Relevanz schulischer Kompetenzen für den Übergang in die Erstausbildung und für die Entwicklung beruflicher Kompetenzen: Biologie- und Chemielaboranten
Artikel in Fachzeitschrift › Forschung › begutachtet
Publikationsdaten
| Von | Ute Harms, Marc Eckhardt, Sascha Bernholt |
| Originalsprache | Deutsch |
| Erschienen in | Zeitschrift für Berufs- und Wirtschaftspädagogik, Beiheft 26 |
| Seiten | 95-109 |
| Herausgeber (Verlag) | Steiner |
| ISSN | 0172-2875 |
| Publikationsstatus | Veröffentlicht – 2013 |
Sind Kompetenzen, die in den Fächern Biologie und Chemie im schulischen Unterricht erworben wurden, für den Übergang in die Erstausbildung und die Entwicklung beruflicher Kompetenzen für Biologie- und Chemielaboranten prädiktiv?
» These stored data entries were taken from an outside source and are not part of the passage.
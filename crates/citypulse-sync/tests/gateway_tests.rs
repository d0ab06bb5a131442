//! Integration tests for the command gateway.
//!
//! Commands run against a live `axum` server on loopback. Each test checks
//! the returned outcome, the store, and the notification slot.

#![allow(clippy::unwrap_used)]

mod common;

use citypulse_sync::{CommandError, SyncSession};
use citypulse_types::{
    CommandAction, ConnectionStatus, IncidentReport, LightPhase, NotificationKind,
    RoutePlanRequest, SettingsUpdate, StartSimulation, TrafficLightControl, VehicleAdd, WireId,
};
use serde_json::json;

use common::{TestServer, config_for, free_addr};

fn session_for(server: &TestServer) -> SyncSession {
    SyncSession::init(&server.config()).unwrap()
}

fn shown(session: &SyncSession) -> (NotificationKind, String) {
    let n = session.notifications().visible().unwrap();
    (n.kind, n.message)
}

#[tokio::test]
async fn start_success_sets_running_and_settings() {
    let server = TestServer::start().await;
    let session = session_for(&server);

    let response = session
        .gateway()
        .start_simulation(StartSimulation::for_city("Berlin"))
        .await
        .unwrap();
    assert!(response.is_success());

    let snapshot = session.store().snapshot();
    assert!(snapshot.running);
    assert_eq!(snapshot.settings.city.as_deref(), Some("Berlin"));
    assert_eq!(snapshot.settings.routing_algorithm.as_deref(), Some("a_star"));
    assert_eq!(
        shown(&session),
        (NotificationKind::Success, "Simulation started for Berlin".to_owned())
    );

    let requests = server.requests();
    assert_eq!(
        requests.last(),
        Some(&(
            "/simulation/start".to_owned(),
            json!({
                "city": "Berlin",
                "speed": 1.0,
                "routing_algorithm": "a_star",
                "traffic_light_mode": "auto"
            })
        ))
    );

    session.teardown().await;
}

#[tokio::test]
async fn start_error_leaves_state_untouched() {
    let server = TestServer::start().await;
    let session = session_for(&server);
    let before = session.store().snapshot();

    let result = session
        .gateway()
        .start_simulation(StartSimulation::for_city("busy"))
        .await;

    match result {
        Err(CommandError::Rejected { action, response }) => {
            assert_eq!(action, CommandAction::StartSimulation);
            assert_eq!(response.message, "city busy");
        }
        other => panic!("expected rejection, got {other:?}"),
    }
    assert!(!session.store().running().get());
    assert_eq!(session.store().snapshot(), before);
    assert_eq!(shown(&session), (NotificationKind::Error, "city busy".to_owned()));

    session.teardown().await;
}

#[tokio::test]
async fn stop_clears_running() {
    let server = TestServer::start().await;
    let session = session_for(&server);
    let gateway = session.gateway();

    gateway
        .start_simulation(StartSimulation::for_city("Paris"))
        .await
        .unwrap();
    assert!(session.store().running().get());

    gateway.stop_simulation().await.unwrap();
    assert!(!session.store().running().get());
    assert_eq!(
        shown(&session),
        (NotificationKind::Success, "Simulation stopped".to_owned())
    );

    session.teardown().await;
}

#[tokio::test]
async fn settings_update_merges_confirmed_fields() {
    let server = TestServer::start().await;
    let session = session_for(&server);
    let gateway = session.gateway();

    gateway
        .start_simulation(StartSimulation::for_city("Tokyo"))
        .await
        .unwrap();
    gateway
        .update_settings(SettingsUpdate {
            routing_algorithm: Some("dijkstra".to_owned()),
            ..SettingsUpdate::default()
        })
        .await
        .unwrap();

    let settings = session.store().settings().get();
    assert_eq!(settings.city.as_deref(), Some("Tokyo"));
    assert_eq!(settings.routing_algorithm.as_deref(), Some("dijkstra"));
    assert_eq!(settings.traffic_light_mode.as_deref(), Some("auto"));

    let (path, body) = server.requests().last().cloned().unwrap();
    assert_eq!(path, "/simulation/settings");
    assert_eq!(body, json!({"routing_algorithm": "dijkstra"}));

    session.teardown().await;
}

#[tokio::test]
async fn light_control_records_manual_phase_only_on_success() {
    let server = TestServer::start().await;
    let session = session_for(&server);
    let gateway = session.gateway();

    gateway
        .control_traffic_light(TrafficLightControl {
            node_id: WireId::Number(42),
            state: LightPhase::Red,
        })
        .await
        .unwrap();
    assert_eq!(
        session.store().manual_lights().get().get("42"),
        Some(&LightPhase::Red)
    );
    assert_eq!(
        server.requests().last().map(|(_, body)| body.clone()),
        Some(json!({"node_id": 42, "state": "red"}))
    );

    let failed = gateway
        .control_traffic_light(TrafficLightControl {
            node_id: WireId::from("missing"),
            state: LightPhase::Green,
        })
        .await;
    assert!(matches!(failed, Err(CommandError::Rejected { .. })));
    assert!(!session.store().manual_lights().get().contains_key("missing"));
    assert_eq!(
        shown(&session),
        (NotificationKind::Error, "Failed to control traffic light".to_owned())
    );

    session.teardown().await;
}

#[tokio::test]
async fn add_vehicle_and_incident_only_notify() {
    let server = TestServer::start().await;
    let session = session_for(&server);
    let gateway = session.gateway();
    let before = session.store().snapshot();

    let response = gateway
        .add_vehicle(VehicleAdd {
            origin: Some("n1".to_owned()),
            destination: Some("n9".to_owned()),
            vehicle_type: "bus".to_owned(),
        })
        .await
        .unwrap();
    assert_eq!(response.field::<String>("vehicle_id").as_deref(), Some("vehicle_7"));
    assert_eq!(
        shown(&session),
        (NotificationKind::Success, "Vehicle vehicle_7 added".to_owned())
    );

    gateway
        .report_incident(IncidentReport {
            lat: 52.52,
            lon: 13.405,
            incident_type: "accident".to_owned(),
        })
        .await
        .unwrap();
    assert_eq!(
        shown(&session),
        (NotificationKind::Success, "accident incident added".to_owned())
    );

    assert_eq!(session.store().snapshot(), before);

    session.teardown().await;
}

#[tokio::test]
async fn plan_route_returns_plan_without_touching_store() {
    let server = TestServer::start().await;
    let mut config = server.config();
    config.server.route_api_url = Some(format!("http://{}", server.addr));
    let session = SyncSession::init(&config).unwrap();
    let before = session.store().snapshot();

    let plan = session
        .gateway()
        .plan_route(RoutePlanRequest {
            origin_lat: 37.77,
            origin_lon: -122.41,
            destination_lat: 37.76,
            destination_lon: -122.43,
        })
        .await
        .unwrap();

    assert_eq!(plan.route.len(), 2);
    assert_eq!(
        plan.origin.and_then(|o| o.node_name).as_deref(),
        Some("Market St")
    );
    assert!(plan.distance_km.is_some_and(|d| (d - 4.2).abs() < f64::EPSILON));
    assert_eq!(session.store().snapshot(), before);
    assert_eq!(
        shown(&session),
        (NotificationKind::Success, "Route planned successfully".to_owned())
    );

    session.teardown().await;
}

#[tokio::test]
async fn refresh_analytics_replaces_slice() {
    let server = TestServer::start().await;
    let session = session_for(&server);

    let summary = session.gateway().refresh_analytics().await.unwrap();
    assert_eq!(summary.get("total_vehicles"), Some(&json!(4)));
    assert_eq!(session.store().analytics().get(), summary);

    session.teardown().await;
}

#[tokio::test]
async fn unreachable_server_reports_transport_failure() {
    let addr = free_addr();
    let session = SyncSession::init(&config_for(addr)).unwrap();

    let result = session.gateway().stop_simulation().await;
    assert!(matches!(result, Err(CommandError::Transport { .. })));
    assert_eq!(
        shown(&session),
        (
            NotificationKind::Error,
            "Failed to stop simulation: server unreachable".to_owned()
        )
    );

    session.teardown().await;
}

#[tokio::test]
async fn commands_work_while_inbound_channel_is_down() {
    let server = TestServer::start().await;
    let mut config = server.config();
    config.server.ws_url = format!("ws://{}/ws", free_addr());
    config.connection.reconnect_delay_ms = 10_000;
    config.connection.max_reconnect_delay_ms = 10_000;

    let session = SyncSession::init(&config).unwrap();
    session.connect().unwrap();
    let mut rx = session.store().connection().subscribe();
    let reconnecting = tokio::time::timeout(
        std::time::Duration::from_secs(5),
        rx.wait_for(|s| s.status == ConnectionStatus::Reconnecting),
    )
    .await
    .is_ok_and(|r| r.is_ok());
    assert!(reconnecting);

    session
        .gateway()
        .start_simulation(StartSimulation::for_city("Oslo"))
        .await
        .unwrap();
    assert!(session.store().running().get());
    assert_eq!(
        session.connection_state().status,
        ConnectionStatus::Reconnecting
    );

    session.teardown().await;
}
Regelstandards beschreiben für beide Fächer Kompetenzen, die am Ende der Sekundarstufe I ausgebildet sein sollen. Rahmenlehrpläne geben die Kompetenzen vor, die in den Ausbildungsgängen Biologie- bzw. Chemielaborant entwickelt werden sollen. Übergänge von einem Bildungsabschnitt in den nächsten sind nachgewiesenermaßen kritische Momente im Bildungsverlauf. Vor diesem Hintergrund wird in diesem Beitrag analysiert, ob die normativen Vorgaben für die Ausbildung von Biologie- bzw. Chemielaboranten anschlussfähig sind an die für den Mittleren Schulabschluss formulierten Standards. Mit dieser Analyse soll eine theoretische Grundlage für die empirische Erfassung vom Kompetenzen Auszubildender in den gesamten Ausbildungszweigen gelegt werden.